══ Record extracts ══

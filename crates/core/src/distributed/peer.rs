// Trawler is a decentralized web crawling and archiving cluster.
// Copyright (C) 2024 Stract ApS
//
// This program is free software: you can redistribute it and/or modify
// it under the terms of the GNU Affero General Public License as
// published by the Free Software Foundation, either version 3 of the
// License, or (at your option) any later version.
//
// This program is distributed in the hope that it will be useful,
// but WITHOUT ANY WARRANTY; without even the implied warranty of
// MERCHANTABILITY or FITNESS FOR A PARTICULAR PURPOSE.  See the
// GNU Affero General Public License for more details.
//
// You should have received a copy of the GNU Affero General Public License
// along with this program.  If not, see <https://www.gnu.org/licenses/>.

//! Peer links. Each connected socket is split into a reader task feeding the
//! node loop and a writer task draining the peer's transmit queue, so the
//! node loop itself never blocks on peer IO. A link is torn down when either
//! half errors; the node loop observes this as a single
//! [`NetEvent::Closed`].

use hashbrown::HashMap;
use tokio::net::TcpStream;
use tokio::sync::mpsc;

use super::frame;
use crate::protocol::{Address, Command};

pub type PeerId = u64;

#[derive(Debug, Clone, Copy, PartialEq, Eq)]
pub enum PeerRole {
    /// Connected but not yet announced.
    Unclassified,
    Stager,
    Crawler,
}

/// What the node loop hears from the outside world.
#[derive(Debug)]
pub enum NetEvent {
    Message(PeerId, Command),
    Closed(PeerId),
    /// Outcome of an async dial started from a handler.
    Dialed(Address, std::io::Result<TcpStream>),
}

pub struct Peer {
    pub id: PeerId,
    /// The listener address the remote end declared for itself.
    pub addr: Option<Address>,
    pub role: PeerRole,
    pub confirmed: bool,
    pub pong_received: bool,
    tx: mpsc::UnboundedSender<Command>,
}

impl Peer {
    /// Queues a command on the link. A send to a peer whose writer already
    /// died is dropped silently; the matching [`NetEvent::Closed`] is either
    /// queued already or about to be.
    pub fn send(&self, command: Command) {
        tracing::debug!(peer = self.id, verb = command.verb(), "queueing message");
        let _ = self.tx.send(command);
    }
}

#[derive(Default)]
pub struct PeerRegistry {
    peers: HashMap<PeerId, Peer>,
    by_addr: HashMap<Address, PeerId>,
    next_id: PeerId,
}

impl PeerRegistry {
    /// Registers a freshly connected byte stream and spawns its
    /// reader/writer tasks. The peer starts out unclassified until it
    /// announces itself. The stream only has to carry bytes; handlers never
    /// see it, so a TLS wrapper can slot in here without touching them.
    pub fn register<S>(&mut self, stream: S, events: mpsc::Sender<NetEvent>) -> PeerId
    where
        S: tokio::io::AsyncRead + tokio::io::AsyncWrite + Send + 'static,
    {
        let id = self.next_id;
        self.next_id += 1;

        let tx = spawn_link(id, stream, events);
        self.peers.insert(
            id,
            Peer {
                id,
                addr: None,
                role: PeerRole::Unclassified,
                confirmed: false,
                pong_received: true,
                tx,
            },
        );

        id
    }

    pub fn get(&self, id: PeerId) -> Option<&Peer> {
        self.peers.get(&id)
    }

    pub fn get_mut(&mut self, id: PeerId) -> Option<&mut Peer> {
        self.peers.get_mut(&id)
    }

    pub fn send(&self, id: PeerId, command: Command) {
        if let Some(peer) = self.peers.get(&id) {
            peer.send(command);
        }
    }

    /// Tags a peer with its declared listener address. Returns false if
    /// another live peer already claims the address.
    pub fn set_addr(&mut self, id: PeerId, addr: Address) -> bool {
        match self.by_addr.get(&addr) {
            Some(&existing) if existing != id => false,
            _ => {
                self.by_addr.insert(addr.clone(), id);
                if let Some(peer) = self.peers.get_mut(&id) {
                    peer.addr = Some(addr);
                }
                true
            }
        }
    }

    pub fn id_by_addr(&self, addr: &Address) -> Option<PeerId> {
        self.by_addr.get(addr).copied()
    }

    pub fn addr_of(&self, id: PeerId) -> Option<Address> {
        self.peers.get(&id).and_then(|p| p.addr.clone())
    }

    pub fn remove(&mut self, id: PeerId) -> Option<Peer> {
        let peer = self.peers.remove(&id)?;
        if let Some(addr) = &peer.addr {
            if self.by_addr.get(addr) == Some(&id) {
                self.by_addr.remove(addr);
            }
        }
        Some(peer)
    }

    pub fn iter(&self) -> impl Iterator<Item = &Peer> {
        self.peers.values()
    }

    pub fn with_role(&self, role: PeerRole) -> Vec<PeerId> {
        self.peers
            .values()
            .filter(|p| p.role == role)
            .map(|p| p.id)
            .collect()
    }

    pub fn addrs_with_role(&self, role: PeerRole) -> Vec<Address> {
        self.peers
            .values()
            .filter(|p| p.role == role)
            .filter_map(|p| p.addr.clone())
            .collect()
    }

    pub fn len(&self) -> usize {
        self.peers.len()
    }

    pub fn is_empty(&self) -> bool {
        self.peers.is_empty()
    }
}

/// Starts the connect attempt for `addr` in the background; the node loop
/// receives the outcome as [`NetEvent::Dialed`] and finishes registration
/// there. Handlers stay non-blocking this way.
pub fn dial(addr: Address, events: mpsc::Sender<NetEvent>) {
    tokio::spawn(async move {
        tracing::debug!(%addr, "dialing");
        let res = TcpStream::connect((addr.host.clone(), addr.port)).await;
        if let Ok(stream) = &res {
            let _ = stream.set_nodelay(true);
        }
        let _ = events.send(NetEvent::Dialed(addr, res)).await;
    });
}

/// Like [`dial`], but keeps retrying with back-off. Used for bootstrap peers
/// that may simply not be up yet.
pub fn dial_with_retry(
    addr: Address,
    events: mpsc::Sender<NetEvent>,
    retry: impl Iterator<Item = std::time::Duration> + Send + 'static,
) {
    tokio::spawn(async move {
        let mut last_err = std::io::Error::new(std::io::ErrorKind::Other, "no dial attempts");

        for delay in retry {
            match TcpStream::connect((addr.host.clone(), addr.port)).await {
                Ok(stream) => {
                    let _ = stream.set_nodelay(true);
                    let _ = events.send(NetEvent::Dialed(addr, Ok(stream))).await;
                    return;
                }
                Err(e) => {
                    tracing::warn!(%addr, "bootstrap dial failed, retrying: {e}");
                    last_err = e;
                }
            }

            tokio::time::sleep(delay).await;
        }

        let _ = events.send(NetEvent::Dialed(addr, Err(last_err))).await;
    });
}

fn spawn_link<S>(id: PeerId, stream: S, events: mpsc::Sender<NetEvent>) -> mpsc::UnboundedSender<Command>
where
    S: tokio::io::AsyncRead + tokio::io::AsyncWrite + Send + 'static,
{
    let (mut read_half, mut write_half) = tokio::io::split(stream);
    let (tx, mut rx) = mpsc::unbounded_channel::<Command>();

    let reader_events = events.clone();
    tokio::spawn(async move {
        loop {
            match frame::read(&mut read_half).await {
                Ok(command) => {
                    if reader_events
                        .send(NetEvent::Message(id, command))
                        .await
                        .is_err()
                    {
                        break;
                    }
                }
                Err(e) => {
                    tracing::debug!(peer = id, "link closed: {e}");
                    let _ = reader_events.send(NetEvent::Closed(id)).await;
                    break;
                }
            }
        }
    });

    tokio::spawn(async move {
        while let Some(command) = rx.recv().await {
            if let Err(e) = frame::write(&mut write_half, &command).await {
                tracing::debug!(peer = id, "write failed: {e}");
                let _ = events.send(NetEvent::Closed(id)).await;
                break;
            }
        }
    });

    tx
}

#[cfg(test)]
mod tests {
    use super::*;

    async fn pair(events: mpsc::Sender<NetEvent>) -> (PeerRegistry, PeerId, TcpStream) {
        let listener = tokio::net::TcpListener::bind("127.0.0.1:0").await.unwrap();
        let addr = listener.local_addr().unwrap();
        let dialed = TcpStream::connect(addr).await.unwrap();
        let (accepted, _) = listener.accept().await.unwrap();

        let mut registry = PeerRegistry::default();
        let id = registry.register(accepted, events);
        (registry, id, dialed)
    }

    #[tokio::test]
    async fn messages_flow_through_the_link() {
        let (events_tx, mut events_rx) = mpsc::channel(16);
        let (registry, id, mut remote) = pair(events_tx).await;

        frame::write(&mut remote, &Command::Ping).await.unwrap();
        match events_rx.recv().await.unwrap() {
            NetEvent::Message(got_id, Command::Ping) => assert_eq!(got_id, id),
            other => panic!("unexpected event {other:?}"),
        }

        registry.send(id, Command::Pong);
        assert_eq!(frame::read(&mut remote).await.unwrap(), Command::Pong);
    }

    #[tokio::test]
    async fn dropped_link_raises_closed() {
        let (events_tx, mut events_rx) = mpsc::channel(16);
        let (_registry, id, remote) = pair(events_tx).await;

        drop(remote);

        match events_rx.recv().await.unwrap() {
            NetEvent::Closed(got_id) => assert_eq!(got_id, id),
            other => panic!("unexpected event {other:?}"),
        }
    }

    #[tokio::test]
    async fn registry_tracks_declared_addresses() {
        let (events_tx, _events_rx) = mpsc::channel(16);
        let (mut registry, id, _remote) = pair(events_tx).await;

        let addr = Address::new("192.0.2.1", 3100);
        assert!(registry.set_addr(id, addr.clone()));
        assert_eq!(registry.id_by_addr(&addr), Some(id));
        assert_eq!(registry.addr_of(id), Some(addr.clone()));

        registry.remove(id);
        assert_eq!(registry.id_by_addr(&addr), None);
    }
}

═══

▶ **What to produce**
The records above should be printed exactly, please, from the first line through the line containing "MERCHANTABILITY or FITNESS", with both ends kept and nothing past it.

▶ **Exercise response**
filename crates/core/src/distributed/peer.rs
// Trawler is a decentralized web crawling and archiving cluster.
// Copyright (C) 2024 Stract ApS
//
// This program is free software: you can redistribute it and/or modify
// it under the terms of the GNU Affero General Public License as
// published by the Free Software Foundation, either version 3 of the
// License, or (at your option) any later version.
//
// This program is distributed in the hope that it will be useful,
// but WITHOUT ANY WARRANTY; without even the implied warranty of
// MERCHANTABILITY or FITNESS FOR A PARTICULAR PURPOSE.  See the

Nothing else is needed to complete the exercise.